**Try it:** Transcribe everything in the records, dropping and changing nothing.

**Supplied material:**
--- START ---

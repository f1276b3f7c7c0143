use anyhow::{bail, Context, Result};
use clap::{Parser, Subcommand};
use notevault_core::config::Config;
use notevault_core::core_broadcast::{
    Broadcaster, EchoNode, NodeId, NodeRegistry, ReplyEnvelope, ReplyPayload,
};
use notevault_core::core_store::{DataStore, LogicalKey};
use notevault_core::logging::{init_logging_with_config, LogConfig, LogLevel};
use notevault_core::metrics::init_metrics;
use serde_json::{json, Value};
use std::path::PathBuf;
use std::sync::Arc;
use tracing::{debug, info};

#[derive(Parser, Debug)]
#[command(name = "notevault")]
#[command(author, version, about, long_about = None)]
struct Args {
    /// Set the log level (trace, debug, info, warn, error)
    #[arg(short, long)]
    log_level: Option<String>,

    /// Enable JSON formatted logging
    #[arg(long)]
    json_logs: bool,

    /// TOML configuration file
    #[arg(short, long)]
    config: Option<String>,

    /// Data directory, overrides the configuration
    #[arg(short, long)]
    data_dir: Option<String>,

    /// Store password
    #[arg(long, env = "NOTEVAULT_PASSWORD", hide_env_values = true)]
    password: Option<String>,

    #[command(subcommand)]
    command: Command,
}

#[derive(clap::Args, Debug)]
struct KeyArgs {
    #[arg(long)]
    kind: String,
    #[arg(long)]
    scope: String,
    #[arg(long)]
    id: String,
    #[arg(long)]
    version: String,
}

impl KeyArgs {
    fn logical_key(&self) -> LogicalKey {
        LogicalKey::new(&self.kind, &self.scope, &self.id, &self.version)
    }
}

#[derive(Subcommand, Debug)]
enum Command {
    /// Store a JSON document
    Put {
        #[command(flatten)]
        key: KeyArgs,
        /// Document as JSON
        document: String,
    },
    /// Print a stored document (`{}` if absent)
    Get {
        #[command(flatten)]
        key: KeyArgs,
        /// Fail on malformed documents and print `null` if absent
        #[arg(long)]
        strict: bool,
    },
    /// Remove a bucket and its data files
    Remove {
        #[arg(long)]
        kind: String,
        #[arg(long)]
        scope: String,
    },
    /// Re-encrypt the store under a new password
    ChangePassword {
        #[arg(long, env = "NOTEVAULT_NEW_PASSWORD", hide_env_values = true)]
        new_password: String,
    },
    /// Print index statistics
    Stats,
    /// Broadcast a message to in-process echo nodes
    Broadcast {
        /// Nodes to register, comma separated
        #[arg(long, value_delimiter = ',')]
        nodes: Vec<String>,
        /// Recipients, comma separated (defaults to every node)
        #[arg(long, value_delimiter = ',')]
        to: Vec<String>,
        message: String,
    },
    /// Write the effective configuration as TOML
    InitConfig { path: PathBuf },
}

#[tokio::main]
async fn main() -> Result<()> {
    let args = Args::parse();

    let mut config = match &args.config {
        Some(path) => Config::from_file(shellexpand::tilde(path).into_owned())
            .with_context(|| format!("Failed to load config from {}", path))?,
        None => Config::default(),
    };
    config.apply_env()?;
    if let Some(dir) = &args.data_dir {
        config.store.data_dir = PathBuf::from(shellexpand::tilde(dir).into_owned());
    }
    if let Some(level) = &args.log_level {
        config.logging.level = level.clone();
    }
    config.validate()?;

    let log_level: LogLevel = config.logging.level.parse()?;
    init_logging_with_config(
        LogConfig::new(log_level)
            .json_format(args.json_logs || config.logging.json_format)
            .with_target(config.logging.with_target),
    )?;
    init_metrics();

    debug!(data_dir = %config.store.data_dir.display(), "NoteVault CLI started");

    match args.command {
        Command::Put { key, document } => {
            let document: Value =
                serde_json::from_str(&document).context("Document is not valid JSON")?;
            let store = open_store(&config, args.password.as_deref())?;
            store.put(key.logical_key(), document).await?;
            info!(key = %key.logical_key(), "Document stored");
        }
        Command::Get { key, strict } => {
            let store = open_store(&config, args.password.as_deref())?;
            let document = if strict {
                store.read(key.logical_key()).await?.unwrap_or(Value::Null)
            } else {
                store.get(key.logical_key()).await?
            };
            println!("{}", document);
        }
        Command::Remove { kind, scope } => {
            let store = open_store(&config, args.password.as_deref())?;
            let report = store.remove(kind, scope).await?;
            println!(
                "{}",
                json!({
                    "removed": report.removed,
                    "missing": report.missing,
                    "failed": report.failed,
                })
            );
        }
        Command::ChangePassword { new_password } => {
            let password = require_password(args.password.as_deref())?;
            let store = open_store(&config, Some(password))?;
            let report = store
                .change_password(password.to_string(), new_password)
                .await?;
            println!(
                "{}",
                json!({ "rotated": report.rotated, "resumed": report.resumed })
            );
        }
        Command::Stats => {
            let store = open_store(&config, args.password.as_deref())?;
            println!("{}", serde_json::to_string(&store.stats()?)?);
        }
        Command::Broadcast { nodes, to, message } => {
            let registry = NodeRegistry::new();
            for node in &nodes {
                registry.insert(NodeId::from(node.as_str()), Arc::new(EchoNode)).await;
            }
            let recipients: Vec<NodeId> = if to.is_empty() { nodes } else { to }
                .into_iter()
                .map(NodeId::from)
                .collect();

            let broadcaster = Broadcaster::new(registry, &config.broadcast);
            let mut encoded = Vec::new();
            broadcaster
                .broadcast_to(message.as_bytes(), &recipients, &mut encoded)
                .await?;

            let envelope = ReplyEnvelope::decode(&encoded)?;
            println!("{}", envelope_json(&envelope));
        }
        Command::InitConfig { path } => {
            config.save_to_file(&path)?;
            info!(path = %path.display(), "Configuration written");
        }
    }

    Ok(())
}

fn require_password(password: Option<&str>) -> Result<&str> {
    match password {
        Some(p) if !p.is_empty() => Ok(p),
        _ => bail!("A password is required: pass --password or set NOTEVAULT_PASSWORD"),
    }
}

fn open_store(config: &Config, password: Option<&str>) -> Result<DataStore> {
    let password = require_password(password)?;
    DataStore::open_with_password(&config.store, &config.kdf, password)
        .context("Failed to open store (wrong password?)")
}

fn envelope_json(envelope: &ReplyEnvelope) -> Value {
    let payload: serde_json::Map<String, Value> = envelope
        .payload
        .iter()
        .map(|(id, entry)| {
            let entry = match entry {
                ReplyPayload::Reply(bytes) => {
                    json!({ "reply": String::from_utf8_lossy(bytes) })
                }
                ReplyPayload::Error(err) => {
                    json!({ "error": { "stage": err.stage.as_str(), "message": err.message } })
                }
            };
            (id.to_string(), entry)
        })
        .collect();

    json!({
        "sender": envelope.sender,
        "kind": envelope.kind.as_str(),
        "payload": payload,
    })
}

--- END ---

**Task result:**
repository f1276b3f7c7c0143
use anyhow::{bail, Context, Result};
use clap::{Parser, Subcommand};
use notevault_core::config::Config;
use notevault_core::core_broadcast::{
    Broadcaster, EchoNode, NodeId, NodeRegistry, ReplyEnvelope, ReplyPayload,
};
use notevault_core::core_store::{DataStore, LogicalKey};
use notevault_core::logging::{init_logging_with_config, LogConfig, LogLevel};
use notevault_core::metrics::init_metrics;
use serde_json::{json, Value};
use std::path::PathBuf;
use std::sync::Arc;
use tracing::{debug, info};

#[derive(Parser, Debug)]
#[command(name = "notevault")]
#[command(author, version, about, long_about = None)]
struct Args {
    /// Set the log level (trace, debug, info, warn, error)
    #[arg(short, long)]
    log_level: Option<String>,

    /// Enable JSON formatted logging
    #[arg(long)]
    json_logs: bool,

    /// TOML configuration file
    #[arg(short, long)]
    config: Option<String>,

    /// Data directory, overrides the configuration
    #[arg(short, long)]
    data_dir: Option<String>,

    /// Store password
    #[arg(long, env = "NOTEVAULT_PASSWORD", hide_env_values = true)]
    password: Option<String>,

    #[command(subcommand)]
    command: Command,
}

#[derive(clap::Args, Debug)]
struct KeyArgs {
    #[arg(long)]
    kind: String,
    #[arg(long)]
    scope: String,
    #[arg(long)]
    id: String,
    #[arg(long)]
    version: String,
}

impl KeyArgs {
    fn logical_key(&self) -> LogicalKey {
        LogicalKey::new(&self.kind, &self.scope, &self.id, &self.version)
    }
}

#[derive(Subcommand, Debug)]
enum Command {
    /// Store a JSON document
    Put {
        #[command(flatten)]
        key: KeyArgs,
        /// Document as JSON
        document: String,
    },
    /// Print a stored document (`{}` if absent)
    Get {
        #[command(flatten)]
        key: KeyArgs,
        /// Fail on malformed documents and print `null` if absent
        #[arg(long)]
        strict: bool,
    },
    /// Remove a bucket and its data files
    Remove {
        #[arg(long)]
        kind: String,
        #[arg(long)]
        scope: String,
    },
    /// Re-encrypt the store under a new password
    ChangePassword {
        #[arg(long, env = "NOTEVAULT_NEW_PASSWORD", hide_env_values = true)]
        new_password: String,
    },
    /// Print index statistics
    Stats,
    /// Broadcast a message to in-process echo nodes
    Broadcast {
        /// Nodes to register, comma separated
        #[arg(long, value_delimiter = ',')]
        nodes: Vec<String>,
        /// Recipients, comma separated (defaults to every node)
        #[arg(long, value_delimiter = ',')]
        to: Vec<String>,
        message: String,
    },
    /// Write the effective configuration as TOML
    InitConfig { path: PathBuf },
}

#[tokio::main]
async fn main() -> Result<()> {
    let args = Args::parse();

    let mut config = match &args.config {
        Some(path) => Config::from_file(shellexpand::tilde(path).into_owned())
            .with_context(|| format!("Failed to load config from {}", path))?,
        None => Config::default(),
    };
    config.apply_env()?;
    if let Some(dir) = &args.data_dir {
        config.store.data_dir = PathBuf::from(shellexpand::tilde(dir).into_owned());
    }
    if let Some(level) = &args.log_level {
        config.logging.level = level.clone();
    }
    config.validate()?;

    let log_level: LogLevel = config.logging.level.parse()?;
    init_logging_with_config(
        LogConfig::new(log_level)
            .json_format(args.json_logs || config.logging.json_format)
            .with_target(config.logging.with_target),
    )?;
    init_metrics();

    debug!(data_dir = %config.store.data_dir.display(), "NoteVault CLI started");

    match args.command {
        Command::Put { key, document } => {
            let document: Value =
                serde_json::from_str(&document).context("Document is not valid JSON")?;
            let store = open_store(&config, args.password.as_deref())?;
            store.put(key.logical_key(), document).await?;
            info!(key = %key.logical_key(), "Document stored");
        }
        Command::Get { key, strict } => {
            let store = open_store(&config, args.password.as_deref())?;
            let document = if strict {
                store.read(key.logical_key()).await?.unwrap_or(Value::Null)
            } else {
                store.get(key.logical_key()).await?
            };
            println!("{}", document);
        }
        Command::Remove { kind, scope } => {
            let store = open_store(&config, args.password.as_deref())?;
            let report = store.remove(kind, scope).await?;
            println!(
                "{}",
                json!({
                    "removed": report.removed,
                    "missing": report.missing,
                    "failed": report.failed,
                })
            );
        }
        Command::ChangePassword { new_password } => {
            let password = require_password(args.password.as_deref())?;
            let store = open_store(&config, Some(password))?;
            let report = store
                .change_password(password.to_string(), new_password)
                .await?;
            println!(
                "{}",
                json!({ "rotated": report.rotated, "resumed": report.resumed })
            );
        }
        Command::Stats => {
            let store = open_store(&config, args.password.as_deref())?;
            println!("{}", serde_json::to_string(&store.stats()?)?);
        }
        Command::Broadcast { nodes, to, message } => {
            let registry = NodeRegistry::new();
            for node in &nodes {
                registry.insert(NodeId::from(node.as_str()), Arc::new(EchoNode)).await;
            }
            let recipients: Vec<NodeId> = if to.is_empty() { nodes } else { to }
                .into_iter()
                .map(NodeId::from)
                .collect();

            let broadcaster = Broadcaster::new(registry, &config.broadcast);
            let mut encoded = Vec::new();
            broadcaster
                .broadcast_to(message.as_bytes(), &recipients, &mut encoded)
                .await?;

            let envelope = ReplyEnvelope::decode(&encoded)?;
            println!("{}", envelope_json(&envelope));
        }
        Command::InitConfig { path } => {
            config.save_to_file(&path)?;
            info!(path = %path.display(), "Configuration written");
        }
    }

    Ok(())
}

fn require_password(password: Option<&str>) -> Result<&str> {
    match password {
        Some(p) if !p.is_empty() => Ok(p),
        _ => bail!("A password is required: pass --password or set NOTEVAULT_PASSWORD"),
    }
}

fn open_store(config: &Config, password: Option<&str>) -> Result<DataStore> {
    let password = require_password(password)?;
    DataStore::open_with_password(&config.store, &config.kdf, password)
        .context("Failed to open store (wrong password?)")
}

fn envelope_json(envelope: &ReplyEnvelope) -> Value {
    let payload: serde_json::Map<String, Value> = envelope
        .payload
        .iter()
        .map(|(id, entry)| {
            let entry = match entry {
                ReplyPayload::Reply(bytes) => {
                    json!({ "reply": String::from_utf8_lossy(bytes) })
                }
                ReplyPayload::Error(err) => {
                    json!({ "error": { "stage": err.stage.as_str(), "message": err.message } })
                }
            };
            (id.to_string(), entry)
        })
        .collect();

    json!({
        "sender": envelope.sender,
        "kind": envelope.kind.as_str(),
        "payload": payload,
    })
}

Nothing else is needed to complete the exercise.